First, if you examine the function client_recieve_handler() in the above file, you will see that it does the following:

  1. If the packet contains an "HTTP/" header line (usually the first line of a valid request), it pops the first request off the queue and then removes the request from the queue, thereby assuring that no further data will be sent to the client callback!
  2. Otherwise, the first request is used, but not popped off the queue.  In other words, if the status line is not present, packets are delivered normally to the first request in the queue.   This is actually what you want to have happen all the time, I believe.

Given the complete lack of any meaningful documentation, I can only conclude that http_client.c was designed for some purpose other than normal HTTP client operation.  It can only do "pings" where it returns the first packet, or return streams that contain invalid HTTP.   I'm confounded.

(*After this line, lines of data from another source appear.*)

use api_rest::{build_router, AppState};
use axum::{
    body::Body,
    http::{header, Method, Request, StatusCode},
    Router,
};
use http_body_util::BodyExt;
use medform_core::{CoreConfig, FormId};
use serde_json::{json, Value};
use std::sync::Arc;
use tower::util::ServiceExt;

fn app() -> Router {
    build_router(AppState::new(Arc::new(CoreConfig::default())))
}

fn app_with_body_limit(limit: usize) -> Router {
    build_router(AppState::new(Arc::new(
        CoreConfig::default().with_body_limit(limit),
    )))
}

fn get(uri: &str) -> Request<Body> {
    Request::builder().uri(uri).body(Body::empty()).unwrap()
}

fn post_json(uri: &str, body: Value) -> Request<Body> {
    Request::builder()
        .method(Method::POST)
        .uri(uri)
        .header(header::CONTENT_TYPE, "application/json")
        .body(Body::from(body.to_string()))
        .unwrap()
}

async fn send(app: Router, request: Request<Body>) -> (StatusCode, Value) {
    let response = app.oneshot(request).await.unwrap();
    let status = response.status();
    let bytes = response.into_body().collect().await.unwrap().to_bytes();
    let body = serde_json::from_slice(&bytes).unwrap_or(Value::Null);
    (status, body)
}

#[tokio::test]
async fn health_reports_status_and_timestamp() {
    let (status, body) = send(app(), get("/health")).await;

    assert_eq!(status, StatusCode::OK);
    assert_eq!(body["status"], "healthy");
    assert_eq!(body["version"], "1.0.0");
    let timestamp = body["timestamp"].as_str().expect("timestamp string");
    assert!(
        chrono::DateTime::parse_from_rfc3339(timestamp).is_ok(),
        "bad timestamp {timestamp}"
    );
    assert!(timestamp.ends_with('Z'));
}

#[tokio::test]
async fn extract_form_returns_fresh_ids() {
    let request_body = json!({ "image": "aGVsbG8gd29ybGQ=", "formType": "intake" });

    let (status, first) = send(app(), post_json("/api/extract-form", request_body.clone())).await;
    assert_eq!(status, StatusCode::OK);
    let (_, second) = send(app(), post_json("/api/extract-form", request_body)).await;

    assert_eq!(first["success"], true);
    assert_eq!(first["data"]["formType"], "intake");
    assert_eq!(first["data"]["confidence"], 0.94);
    assert_eq!(first["data"]["fields"]["patientName"], "John Doe");

    let first_id = first["data"]["formId"].as_str().expect("form id");
    let second_id = second["data"]["formId"].as_str().expect("form id");
    assert_ne!(first_id, second_id);
    assert!(FormId::parse(first_id).is_ok());
}

#[tokio::test]
async fn extract_form_accepts_any_body() {
    let (status, body) = send(app(), post_json("/api/extract-form", json!({}))).await;
    assert_eq!(status, StatusCode::OK);
    assert_eq!(body["data"]["formType"], "medical");

    let plain_text = Request::builder()
        .method(Method::POST)
        .uri("/api/extract-form")
        .header(header::CONTENT_TYPE, "text/plain")
        .body(Body::from("not json at all"))
        .unwrap();
    let (status, body) = send(app(), plain_text).await;
    assert_eq!(status, StatusCode::OK);
    assert_eq!(body["success"], true);

    let no_body = Request::builder()
        .method(Method::POST)
        .uri("/api/extract-form")
        .body(Body::empty())
        .unwrap();
    let (status, _) = send(app(), no_body).await;
    assert_eq!(status, StatusCode::OK);
}

#[tokio::test]
async fn validate_medications_returns_one_result_each() {
    let (status, body) = send(
        app(),
        post_json(
            "/api/validate-medications",
            json!({ "medications": ["Aspirin", "Ibuprofen"] }),
        ),
    )
    .await;

    assert_eq!(status, StatusCode::OK);
    assert_eq!(body["success"], true);
    assert_eq!(body["safeForProcessing"], true);
    let results = body["validationResults"].as_array().expect("results array");
    assert_eq!(results.len(), 2);
    assert_eq!(results[0]["medication"], "Aspirin");
    assert_eq!(results[1]["medication"], "Ibuprofen");
    for result in results {
        assert_eq!(result["valid"], true);
        assert_eq!(result["riskScore"], 0.05);
        assert_eq!(result["interactions"], json!([]));
        assert_eq!(result["warnings"], json!([]));
    }
}

#[tokio::test]
async fn validate_medications_echoes_items_as_sent() {
    let (status, body) = send(
        app(),
        post_json("/api/validate-medications", json!({ "medications": ["Aspirin", 81] })),
    )
    .await;

    assert_eq!(status, StatusCode::OK);
    assert_eq!(body["validationResults"][0]["medication"], "Aspirin");
    assert_eq!(body["validationResults"][1]["medication"], 81);
}

#[tokio::test]
async fn validate_medications_with_empty_list() {
    let (status, body) = send(
        app(),
        post_json("/api/validate-medications", json!({ "medications": [] })),
    )
    .await;

    assert_eq!(status, StatusCode::OK);
    assert_eq!(body["validationResults"], json!([]));
    assert_eq!(body["overallRiskScore"], 0.03);
}

#[tokio::test]
async fn validate_medications_without_list_is_500() {
    let (status, body) = send(app(), post_json("/api/validate-medications", json!({}))).await;

    assert_eq!(status, StatusCode::INTERNAL_SERVER_ERROR);
    assert_eq!(body["success"], false);
    assert_eq!(body["error"], "medications must be an array, found undefined");

    let (status, body) = send(
        app(),
        post_json("/api/validate-medications", json!({ "medications": "Aspirin" })),
    )
    .await;
    assert_eq!(status, StatusCode::INTERNAL_SERVER_ERROR);
    assert_eq!(body["error"], "medications must be an array, found string");
}

#[tokio::test]
async fn generate_fhir_returns_single_doe_patient() {
    let (status, body) = send(
        app(),
        post_json(
            "/api/generate-fhir",
            json!({ "patientData": { "name": "Someone Else", "gender": "female" } }),
        ),
    )
    .await;

    assert_eq!(status, StatusCode::OK);
    assert_eq!(body["success"], true);
    assert_eq!(body["compliant"], true);

    let bundle = &body["fhirBundle"];
    assert_eq!(bundle["resourceType"], "Bundle");
    assert_eq!(bundle["type"], "transaction");

    let patients: Vec<&Value> = bundle["entry"]
        .as_array()
        .expect("entries")
        .iter()
        .map(|e| &e["resource"])
        .filter(|r| r["resourceType"] == "Patient")
        .collect();
    assert_eq!(patients.len(), 1);
    assert_eq!(patients[0]["name"][0]["family"], "Doe");
    assert_eq!(patients[0]["gender"], "female");
    assert_ne!(bundle["id"], patients[0]["id"]);

    let parsed = fhir::Bundle::parse(&bundle.to_string()).expect("strict bundle parse");
    assert_eq!(parsed.patients().count(), 1);
}

#[tokio::test]
async fn generate_fhir_without_patient_data() {
    let (status, body) = send(app(), post_json("/api/generate-fhir", json!({}))).await;

    assert_eq!(status, StatusCode::OK);
    assert_eq!(body["fhirBundle"]["resourceType"], "Bundle");
    assert_eq!(
        body["fhirBundle"]["entry"][0]["resource"]["name"][0]["family"],
        "Doe"
    );
}

#[tokio::test]
async fn status_lists_exactly_the_five_endpoints() {
    let (status, body) = send(app(), get("/api/status")).await;

    assert_eq!(status, StatusCode::OK);
    assert_eq!(body["status"], "operational");
    assert_eq!(
        body["endpoints"],
        json!([
            "/health",
            "/api/extract-form",
            "/api/validate-medications",
            "/api/generate-fhir",
            "/api/status"
        ])
    );
}

#[tokio::test]
async fn malformed_json_is_400() {
    let request = Request::builder()
        .method(Method::POST)
        .uri("/api/validate-medications")
        .header(header::CONTENT_TYPE, "application/json")
        .body(Body::from("{\"medications\": [\"Aspirin\""))
        .unwrap();

    let (status, body) = send(app(), request).await;
    assert_eq!(status, StatusCode::BAD_REQUEST);
    assert_eq!(body["success"], false);
    assert!(body["error"]
        .as_str()
        .expect("error message")
        .starts_with("Invalid JSON body"));
}

#[tokio::test]
async fn oversized_body_is_413() {
    let body = json!({ "image": "x".repeat(256) });
    let (status, body) = send(app_with_body_limit(64), post_json("/api/extract-form", body)).await;

    assert_eq!(status, StatusCode::PAYLOAD_TOO_LARGE);
    assert_eq!(body["success"], false);
}

#[tokio::test]
async fn cors_allows_any_origin() {
    let request = Request::builder()
        .uri("/api/status")
        .header(header::ORIGIN, "https://forms.example.org")
        .body(Body::empty())
        .unwrap();

    let response = app().oneshot(request).await.unwrap();
    assert_eq!(response.status(), StatusCode::OK);
    assert_eq!(
        response.headers()[header::ACCESS_CONTROL_ALLOW_ORIGIN],
        "*"
    );
}

#[tokio::test]
async fn openapi_document_lists_routes() {
    let (status, body) = send(app(), get("/api-docs/openapi.json")).await;

    assert_eq!(status, StatusCode::OK);
    for path in [
        "/health",
        "/api/extract-form",
        "/api/validate-medications",
        "/api/generate-fhir",
        "/api/status",
    ] {
        assert!(body["paths"].get(path).is_some(), "missing {path}");
    }
}

#[tokio::test]
async fn unknown_route_is_404() {
    let response = app().oneshot(get("/api/unknown")).await.unwrap();
    assert_eq!(response.status(), StatusCode::NOT_FOUND);
}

But, you can get it to work by replacing the following lines of client_receive_handler():

   if ( find_status_line( (char*) data, fragment_available_data_length, &parsed_data, &parsed_data_length ) == WICED_SUCCESS )
     {
         /* Status line is found i.e. first data fragment */
         if ( client->response_received == WICED_TRUE )
         {
             /* Remove obsolete element from the list */
             linked_list_remove_node_from_front( &client->request_list, (linked_list_node_t**) &request );
             linked_list_get_front_node( &client->request_list, (linked_list_node_t**) &request );              }
         else
         {
             linked_list_get_front_node( &client->request_list, (linked_list_node_t**) &request );
             client->response_received = WICED_TRUE;
         }
     }
     else
     {
         linked_list_get_front_node( &client->request_list, (linked_list_node_t**) &request );
     }

with this single line of code...

 linked_list_get_front_node( &client->request_list, (linked_list_node_t**) &request );

I would really to hear more from the implementers of this function.  My "fix" above completely discards the code which checks for the status header because it really serves no purpose other than to terminate the request, which is undesirable.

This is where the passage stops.